В квартире Боба шторы все еще были плотно закрыты, когда Китти покидала редакцию. Она подумала, не зайти ли к нему рассказать свою версию событий, пока Боб не услышал новости от кого-то другого, но решила — не стоит. Судя по своему состоянию после бессонных ночей, она понимала, как Боб нуждается в отдыхе.
— Я объясню ему, — донесся с верхней площадки голос Пита. Он запирал дверь офиса.
— Спасибо.
— Нынче без велосипеда? — покосился он на парковку.
— Велосипед украли.
Он уставился на Китти и даже улыбнулся от неожиданности:
— Господи, Китти, тоже они?
— Нет, другие люди. Очень уж я в последнее время популярна.
— Да уж, — покачал головой Пит.
Он смотрел на Китти, словно прежде никогда ее не видел, словно они встретились впервые. Ему как будто впервые пришло в голову, что она привлекательна, что с ней стоило бы познакомиться поближе. И Китти, к ее немалому удивлению, это нравилось. Нравилось, когда Пит так смотрел на нее. Он спустился по ступенькам и вместе с ней вышел из редакции.
— Подвезти тебя?
— Нет, спасибо, дойду пешком.
— До Фейрвью?
— Нет, я не домой.
Они дошли до его автомобиля, и Пит распахнул дверцу со стороны пассажира, сделал рукой приглашающий жест, словно джентльмен иной эпохи.
Китти рассмеялась:
— Отказа ты не принимаешь.
Непривычная близость — сидеть с ним рядом в машине.
— Куда тебя отвезти?
— На Басарас. — Это была центральная станция междугородних автобусов.
— Собираешься сбежать?
— Неплохая мысль. Но, увы, еду всего на несколько часов. Встречусь с еще одним человеком из списка Констанс. В Страффане. Женщина по имени Эмброуз Нолан, у нее свой музей бабочек и заповедник при нем.

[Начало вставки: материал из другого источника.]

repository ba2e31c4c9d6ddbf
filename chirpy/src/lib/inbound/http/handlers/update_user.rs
use axum::extract::State;
use axum::http::StatusCode;
use axum::Extension;
use axum::Json;
use serde::Deserialize;

use super::ApiError;
use super::ApiSuccess;
use super::UserData;
use crate::domain::user::models::EmailAddress;
use crate::domain::user::models::UpdateCredentialsCommand;
use crate::inbound::http::middleware::AuthenticatedUser;
use crate::inbound::http::router::AppState;

/// Replace the caller's own email and password.
///
/// The target is always the authenticated user, so no ownership check is
/// needed beyond the access token.
pub async fn update_user(
    State(state): State<AppState>,
    Extension(caller): Extension<AuthenticatedUser>,
    Json(body): Json<UpdateUserRequest>,
) -> Result<ApiSuccess<UserData>, ApiError> {
    let command = UpdateCredentialsCommand {
        email: EmailAddress::new(body.email)?,
        password: body.password,
    };

    state
        .user_service
        .update_credentials(&caller.user_id, command)
        .await
        .map_err(ApiError::from)
        .map(|ref user| ApiSuccess::new(StatusCode::OK, user.into()))
}

#[derive(Debug, Clone, PartialEq, Eq, Deserialize)]
pub struct UpdateUserRequest {
    email: String,
    password: String,
}
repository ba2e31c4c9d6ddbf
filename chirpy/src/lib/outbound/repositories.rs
pub mod chirp;
pub mod session;
pub mod user;

pub use chirp::PostgresChirpRepository;
pub use session::PostgresSessionRepository;
pub use user::PostgresUserRepository;
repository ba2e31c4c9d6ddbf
use async_trait::async_trait;
use chrono::DateTime;
use chrono::Utc;
use sqlx::FromRow;
use sqlx::PgPool;
use uuid::Uuid;

use crate::domain::session::errors::SessionError;
use crate::domain::session::models::RefreshToken;
use crate::domain::session::ports::SessionRepository;
use crate::domain::user::models::UserId;

pub struct PostgresSessionRepository {
    pool: PgPool,
}

impl PostgresSessionRepository {
    pub fn new(pool: PgPool) -> Self {
        Self { pool }
    }
}

#[derive(Debug, FromRow)]
struct RefreshTokenRow {
    token: String,
    user_id: Uuid,
    created_at: DateTime<Utc>,
    updated_at: DateTime<Utc>,
    expires_at: DateTime<Utc>,
    revoked_at: Option<DateTime<Utc>>,
}

impl From<RefreshTokenRow> for RefreshToken {
    fn from(row: RefreshTokenRow) -> Self {
        RefreshToken {
            token: row.token,
            user_id: UserId(row.user_id),
            created_at: row.created_at,
            updated_at: row.updated_at,
            expires_at: row.expires_at,
            revoked_at: row.revoked_at,
        }
    }
}

#[async_trait]
impl SessionRepository for PostgresSessionRepository {
    async fn create(&self, session: RefreshToken) -> Result<RefreshToken, SessionError> {
        sqlx::query(
            r#"
            INSERT INTO refresh_tokens (token, user_id, created_at, updated_at, expires_at, revoked_at)
            VALUES ($1, $2, $3, $4, $5, $6)
            "#,
        )
        .bind(&session.token)
        .bind(session.user_id.0)
        .bind(session.created_at)
        .bind(session.updated_at)
        .bind(session.expires_at)
        .bind(session.revoked_at)
        .execute(&self.pool)
        .await
        .map_err(|e| SessionError::DatabaseError(e.to_string()))?;

        Ok(session)
    }

    async fn find(&self, token: &str) -> Result<Option<RefreshToken>, SessionError> {
        let row = sqlx::query_as::<_, RefreshTokenRow>(
            r#"
            SELECT token, user_id, created_at, updated_at, expires_at, revoked_at
            FROM refresh_tokens
            WHERE token = $1
            "#,
        )
        .bind(token)
        .fetch_optional(&self.pool)
        .await
        .map_err(|e| SessionError::DatabaseError(e.to_string()))?;

        Ok(row.map(RefreshToken::from))
    }

    async fn revoke(&self, token: &str, revoked_at: DateTime<Utc>) -> Result<u64, SessionError> {
        let result = sqlx::query(
            r#"
            UPDATE refresh_tokens
            SET revoked_at = $2, updated_at = $2
            WHERE token = $1 AND revoked_at IS NULL
            "#,
        )
        .bind(token)
        .bind(revoked_at)
        .execute(&self.pool)
        .await
        .map_err(|e| SessionError::DatabaseError(e.to_string()))?;

        Ok(result.rows_affected())
    }
}
pub mod argon2;
pub mod errors;

pub use self::argon2::PasswordHasher;
pub use errors::PasswordError;
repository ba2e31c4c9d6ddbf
use http::header::AUTHORIZATION;
use http::HeaderMap;

use super::errors::HeaderError;

/// Scheme prefix for user credentials (access or refresh token).
pub const BEARER_SCHEME: &str = "Bearer ";

/// Scheme prefix for the pre-shared third-party webhook key.
pub const API_KEY_SCHEME: &str = "ApiKey ";

/// Extract a bearer token from the `Authorization` header.
///
/// # Errors
/// * `Missing` - No `Authorization` header
/// * `Malformed` - Header is not `Bearer <token>`
pub fn extract_bearer(headers: &HeaderMap) -> Result<&str, HeaderError> {
    extract_credential(headers, BEARER_SCHEME)
}

/// Extract an API key from the `Authorization` header.
///
/// # Errors
/// * `Missing` - No `Authorization` header
/// * `Malformed` - Header is not `ApiKey <key>`
pub fn extract_api_key(headers: &HeaderMap) -> Result<&str, HeaderError> {
    extract_credential(headers, API_KEY_SCHEME)
}

// Scheme match is case-sensitive and requires exactly one space.
fn extract_credential<'a>(
    headers: &'a HeaderMap,
    scheme: &'static str,
) -> Result<&'a str, HeaderError> {
    let malformed = HeaderError::Malformed { expected: scheme };

    let value = headers
        .get(AUTHORIZATION)
        .ok_or(HeaderError::Missing)?
        .to_str()
        .map_err(|_| malformed.clone())?;

    match value.strip_prefix(scheme) {
        Some(credential) if !credential.is_empty() && !credential.contains(' ') => {
            Ok(credential)
        }
        _ => Err(malformed),
    }
}
use async_trait::async_trait;
use chrono::DateTime;
use chrono::Utc;
use sqlx::FromRow;
use sqlx::PgPool;
use uuid::Uuid;

use crate::domain::user::models::EmailAddress;
use crate::domain::user::models::User;
use crate::domain::user::models::UserId;
use crate::domain::user::ports::UserRepository;
use crate::user::errors::UserError;

pub struct PostgresUserRepository {
    pool: PgPool,
}

impl PostgresUserRepository {
    pub fn new(pool: PgPool) -> Self {
        Self { pool }
    }
}

#[derive(Debug, FromRow)]
struct UserRow {
    id: Uuid,
    email: String,
    password_hash: String,
    is_chirpy_red: bool,
    created_at: DateTime<Utc>,
    updated_at: DateTime<Utc>,
}

impl TryFrom<UserRow> for User {
    type Error = UserError;

    fn try_from(row: UserRow) -> Result<Self, Self::Error> {
        Ok(User {
            id: UserId(row.id),
            email: EmailAddress::new(row.email)?,
            password_hash: row.password_hash,
            is_chirpy_red: row.is_chirpy_red,
            created_at: row.created_at,
            updated_at: row.updated_at,
        })
    }
}

fn map_write_error(e: sqlx::Error, email: &EmailAddress) -> UserError {
    if let Some(db_err) = e.as_database_error() {
        if db_err.is_unique_violation() && db_err.constraint() == Some("users_email_key") {
            return UserError::EmailAlreadyExists(email.as_str().to_string());
        }
    }
    UserError::DatabaseError(e.to_string())
}

#[async_trait]
impl UserRepository for PostgresUserRepository {
    async fn create(&self, user: User) -> Result<User, UserError> {
        sqlx::query(
            r#"
            INSERT INTO users (id, email, password_hash, is_chirpy_red, created_at, updated_at)
            VALUES ($1, $2, $3, $4, $5, $6)
            "#,
        )
        .bind(user.id.0)
        .bind(user.email.as_str())
        .bind(&user.password_hash)
        .bind(user.is_chirpy_red)
        .bind(user.created_at)
        .bind(user.updated_at)
        .execute(&self.pool)
        .await
        .map_err(|e| map_write_error(e, &user.email))?;

        Ok(user)
    }

    async fn find_by_email(&self, email: &str) -> Result<Option<User>, UserError> {
        let row = sqlx::query_as::<_, UserRow>(
            r#"
            SELECT id, email, password_hash, is_chirpy_red, created_at, updated_at
            FROM users
            WHERE email = $1
            "#,
        )
        .bind(email)
        .fetch_optional(&self.pool)
        .await
        .map_err(|e| UserError::DatabaseError(e.to_string()))?;

        row.map(User::try_from).transpose()
    }

    async fn update_credentials(
        &self,
        id: &UserId,
        email: &EmailAddress,
        password_hash: &str,
    ) -> Result<User, UserError> {
        let row = sqlx::query_as::<_, UserRow>(
            r#"
            UPDATE users
            SET email = $2, password_hash = $3, updated_at = NOW()
            WHERE id = $1
            RETURNING id, email, password_hash, is_chirpy_red, created_at, updated_at
            "#,
        )
        .bind(id.0)
        .bind(email.as_str())
        .bind(password_hash)
        .fetch_optional(&self.pool)
        .await
        .map_err(|e| map_write_error(e, email))?;

        row.ok_or_else(|| UserError::NotFound(id.to_string()))?
            .try_into()
    }

    async fn set_upgraded(&self, id: &UserId) -> Result<Option<User>, UserError> {
        let row = sqlx::query_as::<_, UserRow>(
            r#"
            UPDATE users
            SET is_chirpy_red = TRUE, updated_at = NOW()
            WHERE id = $1
            RETURNING id, email, password_hash, is_chirpy_red, created_at, updated_at
            "#,
        )
        .bind(id.0)
        .fetch_optional(&self.pool)
        .await
        .map_err(|e| UserError::DatabaseError(e.to_string()))?;

        row.map(User::try_from).transpose()
    }

    async fn delete_all(&self) -> Result<u64, UserError> {
        let result = sqlx::query("DELETE FROM users")
            .execute(&self.pool)
            .await
            .map_err(|e| UserError::DatabaseError(e.to_string()))?;

        Ok(result.rows_affected())
    }
}
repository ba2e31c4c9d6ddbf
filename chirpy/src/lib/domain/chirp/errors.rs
use thiserror::Error;

/// Error for ChirpId parsing failures
#[derive(Debug, Clone, Error, PartialEq, Eq)]
pub enum ChirpIdError {
    #[error("Invalid UUID format: {0}")]
    InvalidFormat(String),
}

/// Error for chirp body validation
#[derive(Debug, Clone, Error, PartialEq, Eq)]
pub enum ChirpBodyError {
    #[error("Chirp is too long: maximum {max} characters, got {actual}")]
    TooLong { max: usize, actual: usize },
}

/// Top-level error for chirp operations
#[derive(Debug, Clone, Error)]
pub enum ChirpError {
    #[error("Invalid chirp ID: {0}")]
    InvalidChirpId(#[from] ChirpIdError),

    #[error("Invalid chirp: {0}")]
    InvalidBody(#[from] ChirpBodyError),

    #[error("Chirp not found: {0}")]
    NotFound(String),

    #[error("Database error: {0}")]
    DatabaseError(String),
}
use thiserror::Error;

/// Error type for access token operations.
#[derive(Debug, Clone, PartialEq, Eq, Error)]
pub enum TokenError {
    #[error("Failed to encode token: {0}")]
    EncodingFailed(String),

    #[error("Token is malformed: {0}")]
    Malformed(String),

    #[error("Token signature is invalid")]
    BadSignature,

    #[error("Token is expired")]
    Expired,

    #[error("Token issuer is not accepted: {0}")]
    WrongIssuer(String),

    #[error("Token subject is not a user id: {0}")]
    MalformedSubject(String),
}
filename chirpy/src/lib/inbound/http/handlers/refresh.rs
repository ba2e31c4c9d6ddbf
use axum::extract::State;
use axum::http::HeaderMap;
use axum::http::StatusCode;
use serde::Serialize;

use super::ApiError;
use super::ApiSuccess;
use crate::inbound::http::router::AppState;

/// Mint a new access token from the bearer refresh token.
pub async fn refresh(
    State(state): State<AppState>,
    headers: HeaderMap,
) -> Result<ApiSuccess<RefreshResponseData>, ApiError> {
    let access_token = state.sessions.refresh(&headers).await?;

    Ok(ApiSuccess::new(
        StatusCode::OK,
        RefreshResponseData { access_token },
    ))
}

#[derive(Debug, Clone, PartialEq, Eq, Serialize)]
pub struct RefreshResponseData {
    pub access_token: String,
}
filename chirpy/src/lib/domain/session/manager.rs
use std::sync::Arc;

use chrono::Utc;

use crate::domain::session::errors::SessionError;
use crate::domain::session::models::RefreshToken;
use crate::domain::session::ports::SessionRepository;
use crate::domain::user::models::UserId;

/// Issues, resolves and revokes store-backed refresh tokens.
pub struct RefreshTokenManager<SR>
where
    SR: SessionRepository,
{
    repository: Arc<SR>,
}

impl<SR> RefreshTokenManager<SR>
where
    SR: SessionRepository,
{
    pub fn new(repository: Arc<SR>) -> Self {
        Self { repository }
    }

    /// Generate a refresh token for `user_id` and persist its session.
    ///
    /// The token is only returned once the session row is stored.
    ///
    /// # Errors
    /// * `RandomSource` - Entropy source failed
    /// * `DatabaseError` - Session could not be persisted
    pub async fn issue(&self, user_id: &UserId) -> Result<String, SessionError> {
        let token = auth::generate_refresh_token()?;
        let session = RefreshToken::new(token, *user_id, Utc::now());

        let session = self.repository.create(session).await?;
        tracing::debug!(user_id = %user_id, expires_at = %session.expires_at, "Refresh token issued");

        Ok(session.token)
    }

    /// Resolve a presented token to its owner.
    ///
    /// Reads the session row once and decides on that snapshot.
    ///
    /// # Errors
    /// * `NotFound` - No session for this token
    /// * `Revoked` - Session was revoked
    /// * `Expired` - Session is past its expiry
    /// * `DatabaseError` - Lookup failed
    pub async fn resolve(&self, token: &str) -> Result<UserId, SessionError> {
        let session = self
            .repository
            .find(token)
            .await?
            .ok_or(SessionError::NotFound)?;

        session.owner_at(Utc::now())
    }

    /// Revoke a token.
    ///
    /// Already revoked tokens count as success.
    ///
    /// # Errors
    /// * `NotFound` - No session for this token
    /// * `DatabaseError` - Update failed
    pub async fn revoke(&self, token: &str) -> Result<(), SessionError> {
        if self.repository.revoke(token, Utc::now()).await? > 0 {
            tracing::info!("Refresh token revoked");
            return Ok(());
        }

        match self.repository.find(token).await? {
            Some(_) => Ok(()),
            None => Err(SessionError::NotFound),
        }
    }
}
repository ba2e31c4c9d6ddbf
pub mod http;
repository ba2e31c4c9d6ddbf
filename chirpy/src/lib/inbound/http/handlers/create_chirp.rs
use axum::extract::State;
use axum::http::StatusCode;
use axum::Extension;
use axum::Json;
use serde::Deserialize;

use super::ApiError;
use super::ApiSuccess;
use super::ChirpData;
use crate::chirp::errors::ChirpError;
use crate::domain::chirp::models::ChirpBody;
use crate::domain::chirp::models::CreateChirpCommand;
use crate::inbound::http::middleware::AuthenticatedUser;
use crate::inbound::http::router::AppState;

pub async fn create_chirp(
    State(state): State<AppState>,
    Extension(caller): Extension<AuthenticatedUser>,
    Json(body): Json<CreateChirpRequest>,
) -> Result<ApiSuccess<ChirpData>, ApiError> {
    let command = CreateChirpCommand {
        user_id: caller.user_id,
        body: ChirpBody::new(body.body).map_err(ChirpError::from)?,
    };

    state
        .chirp_service
        .create_chirp(command)
        .await
        .map_err(ApiError::from)
        .map(|ref chirp| ApiSuccess::new(StatusCode::CREATED, chirp.into()))
}

#[derive(Debug, Clone, PartialEq, Eq, Deserialize)]
pub struct CreateChirpRequest {
    body: String,
}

— Музей бабочек? Впервые слышу, — недоуменно покачал головой Пит.
— Значит, читателям будет интересно.
— И как эта женщина с бабочками связана с теми, с кем ты успела поговорить?
— У меня еще неделя до отчета! Рано спрашиваешь! — в шутку возмутилась Китти.
— Неделя до сдачи в типографию, — не спустил он ей. — Сюжет мне бы хотелось узнать несколько раньше.
«А уж мне как бы хотелось», — думала втайне Китти.
— Ойсин О’Келли и Оливия Уоллес согласились написать по рассказу для раздела, посвященного памяти Констанс.